Sunday, August 30, 2009

So Easy a Caveman can do It




I found a new webcomic called "Partially Clips". It's hilarious.



I love the Geico Caveman commercials. I know they've been around forever, but they're still funny. The ad campaign hasn't stagnated and lost the creativity, it's still the same joke, but it's continuously done well. Like the bowling commercial where the caveman hits a strike and the pin clearer comes down and it says Geico. Maybe it's because we can all sympathize with the cavemen because their "Geico sign" is that annoying thing in our lives that keeps showing up everywhere we go. It's like right after you get bit by a dog, there are dogs everywhere all of a sudden, or after a breakup, you see your ex all over. I say, keep up the cavemen, but I'd like to see it get more ridiculous. A caveman takes a girls shirt shirt off and she's wearing a Geico bra. Or, they go on vacation to Mexico to get away from everything and the Geico gecko shows up. And then that techno music starts playing and those eyes are staring at them....

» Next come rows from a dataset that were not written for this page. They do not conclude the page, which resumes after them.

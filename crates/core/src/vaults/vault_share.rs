use chrono::{DateTime, Utc};
use rust_decimal::Decimal;
use serde::{Deserialize, Serialize};
use uuid::Uuid;

use crate::constants::SHARE_PRECISION;
use crate::errors::{DomainError, Result, ValidationError};

/// A user's holding in a tokenized vault.
///
/// Cost is tracked as a weighted average per share and does not depend on the
/// vault's pricing mode.
#[derive(Debug, Clone, PartialEq, Serialize, Deserialize)]
#[serde(rename_all = "camelCase")]
pub struct VaultShare {
    pub id: String,
    pub vault_id: String,
    pub user_id: String,
    pub share_balance: Decimal,
    pub total_cost: Decimal,
    pub average_cost_per_share: Decimal,
    pub realized_pnl: Decimal,
    pub updated_at: DateTime<Utc>,
}

impl VaultShare {
    pub fn new(vault_id: &str, user_id: &str, at: DateTime<Utc>) -> Self {
        Self {
            id: Uuid::new_v4().to_string(),
            vault_id: vault_id.to_string(),
            user_id: user_id.to_string(),
            share_balance: Decimal::ZERO,
            total_cost: Decimal::ZERO,
            average_cost_per_share: Decimal::ZERO,
            realized_pnl: Decimal::ZERO,
            updated_at: at,
        }
    }

    pub fn mint_shares(&mut self, shares: Decimal, cost: Decimal, at: DateTime<Utc>) -> Result<()> {
        if shares <= Decimal::ZERO {
            return Err(ValidationError::non_positive("shares", shares).into());
        }
        if cost < Decimal::ZERO {
            return Err(ValidationError::negative("cost", cost).into());
        }
        self.share_balance += shares;
        self.total_cost += cost;
        self.average_cost_per_share =
            (self.total_cost / self.share_balance).round_dp(SHARE_PRECISION);
        self.updated_at = at;
        Ok(())
    }

    /// Burns shares for `proceeds` and returns the P&L realized by the burn.
    pub fn burn_shares(
        &mut self,
        shares: Decimal,
        proceeds: Decimal,
        at: DateTime<Utc>,
    ) -> Result<Decimal> {
        if shares <= Decimal::ZERO {
            return Err(ValidationError::non_positive("shares", shares).into());
        }
        if proceeds < Decimal::ZERO {
            return Err(ValidationError::negative("proceeds", proceeds).into());
        }
        if shares > self.share_balance {
            return Err(DomainError::InsufficientShares {
                requested: shares,
                available: self.share_balance,
            }
            .into());
        }

        let cost_out = if shares == self.share_balance {
            self.total_cost
        } else {
            self.average_cost_per_share * shares
        };
        let realized = proceeds - cost_out;

        self.share_balance -= shares;
        self.total_cost = (self.total_cost - cost_out).max(Decimal::ZERO);
        if self.share_balance.is_zero() {
            self.total_cost = Decimal::ZERO;
            self.average_cost_per_share = Decimal::ZERO;
        }
        self.realized_pnl += realized;
        self.updated_at = at;
        Ok(realized)
    }

    pub fn market_value(&self, share_price: Decimal) -> Decimal {
        self.share_balance * share_price
    }
}

#[cfg(test)]
mod tests {
    use super::*;
    use crate::errors::ErrorKind;
    use rust_decimal_macros::dec;

    fn at() -> DateTime<Utc> {
        DateTime::from_timestamp(1_717_200_000, 0).unwrap()
    }

    #[test]
    fn test_mint_keeps_weighted_average() {
        let mut share = VaultShare::new("v1", "u1", at());
        share.mint_shares(dec!(100), dec!(100), at()).unwrap();
        share.mint_shares(dec!(50), dec!(100), at()).unwrap();

        assert_eq!(share.share_balance, dec!(150));
        assert_eq!(share.total_cost, dec!(200));
        assert_eq!(share.average_cost_per_share, dec!(1.3333333333));
    }

    #[test]
    fn test_burn_realizes_against_average_cost() {
        let mut share = VaultShare::new("v1", "u1", at());
        share.mint_shares(dec!(100), dec!(100), at()).unwrap();

        let realized = share.burn_shares(dec!(40), dec!(60), at()).unwrap();
        assert_eq!(realized, dec!(20));
        assert_eq!(share.share_balance, dec!(60));
        assert_eq!(share.total_cost, dec!(60));
        assert_eq!(share.average_cost_per_share, dec!(1));

        let realized = share.burn_shares(dec!(60), dec!(30), at()).unwrap();
        assert_eq!(realized, dec!(-30));
        assert_eq!(share.total_cost, Decimal::ZERO);
        assert_eq!(share.realized_pnl, dec!(-10));
    }

    #[test]
    fn test_burn_more_than_balance_is_rejected() {
        let mut share = VaultShare::new("v1", "u1", at());
        share.mint_shares(dec!(1), dec!(1), at()).unwrap();
        let before = share.clone();

        let err = share.burn_shares(dec!(2), dec!(2), at()).unwrap_err();
        assert_eq!(err.kind(), ErrorKind::Domain);
        assert_eq!(share, before);
    }
}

I'm trying to think of something that went from out of control awesome to marginally terrible as much as Heroes did. The first season was so well written and addicting. After watching the 2nd and half of the 3rd season, it kinda killed the series for me. This was probably an idea someone had kicking around in his head for a while and then realized how awesome it was. The problem came in when they were expected to produce a second season. The quality planning and plot ran out at the end of the first season. Kinda like Club Dread after Super Troopers.



And seriously girls, when you get married, keep your maiden name somewhere on your facebook name. Julie 'Smith' Reed is completely fine. We can see that you got married, and then I can still remember who you are. High school was a long time ago, and honestly, everyone has gained a lot of weight.



Wouldn't it be cool if I could just play some 80's music and read my notes in different positions and then learn everything in just 2 minutes? Someone needs to create the "Study Montage" so I have more free time on the weekends...

1 comment:

  1. Totally agree on the Geico commercials. In addition to your bra idea, I think the caveman should get an HIV test printed on Geico paper and say, “Of COURSE this says I’m positive!” Speaking of awesome commercials, YouTube “censored sprite ad.” That’s all I’m going to tell you about it.

    In addition to the "study montage," we also need the "training montage" to get back in shape; the "grieving montage" so we'll only be sad for two minutes after our mom dies; the "sex montage" so we'll always be awesome in the sack with no awkward transitions and movements perfectly timed with the music; the "family dinner montage" where everyone smiles at one another, laughs, and passes insane amounts of food; the "long drive montage" where it just shows your car heading off toward the horizon, one in-between road, and finally your car pulling into the driveway of your destination; the “breakup montage” where you just walk up to your significant other, they kind of put their head down and nod, and then you just walk away and it’s over with no drama, the “sat through boring meetings all day” montage; the “standing outside the operating room and pacing” montage and its sister, the “surgery montage;” the “trimming the Christmas tree montage” because putting decorations on the tree was never pleasant at our house, the “mad scientist creating something incredible in the lab montage” because I think it would be cool to do something like that (note: montages can also give you powers you wouldn’t normally have; my comment, my rules); the “comeback montage” for your favorite sports team so that once it kicks in, you know they are going to win the game no matter how much they are down by; the “insomnia montage” so if you can’t sleep, at least it’s morning quickly; the “changing of the seasons montage,” “everyone is grown up now and the town has changed montage,” and the “Simba montage” for their sheer time warp properties; the “these guys really suck at [insert activity], but watch them practice and now they’re really good at it! montage,” which is also known as the “Bad News Bears montage;” and the one that I might pick over all these, the “Sopranos montage” where my morning commute would be that two minute intro to the show, complete with soundtrack by A3.

    As far as awesome things that got worse, I’d like to point out that most movie sequels are terrible. TV shows, for whatever reason, are just the opposite. If you go back to the first seasons of ER or The Simpsons, it makes you wonder why they made a season two. My theory on why TV shows get better is because the actors are almost never stars before the show, so they keep their mouths shut and let the writers and director handle things. With only a few exceptions, once an actor starts exercising "creative control" over the direction of a show/movie, things go to hell really quickly. For example, there’s no way Matt’s character on Nip Tuck has any say over what happens to him and look at how awesome the show is.

    Thought for the day: As cool as keyless entry is for our cars, we all feel stupid when we lift up our keys to point it at the front door of our house.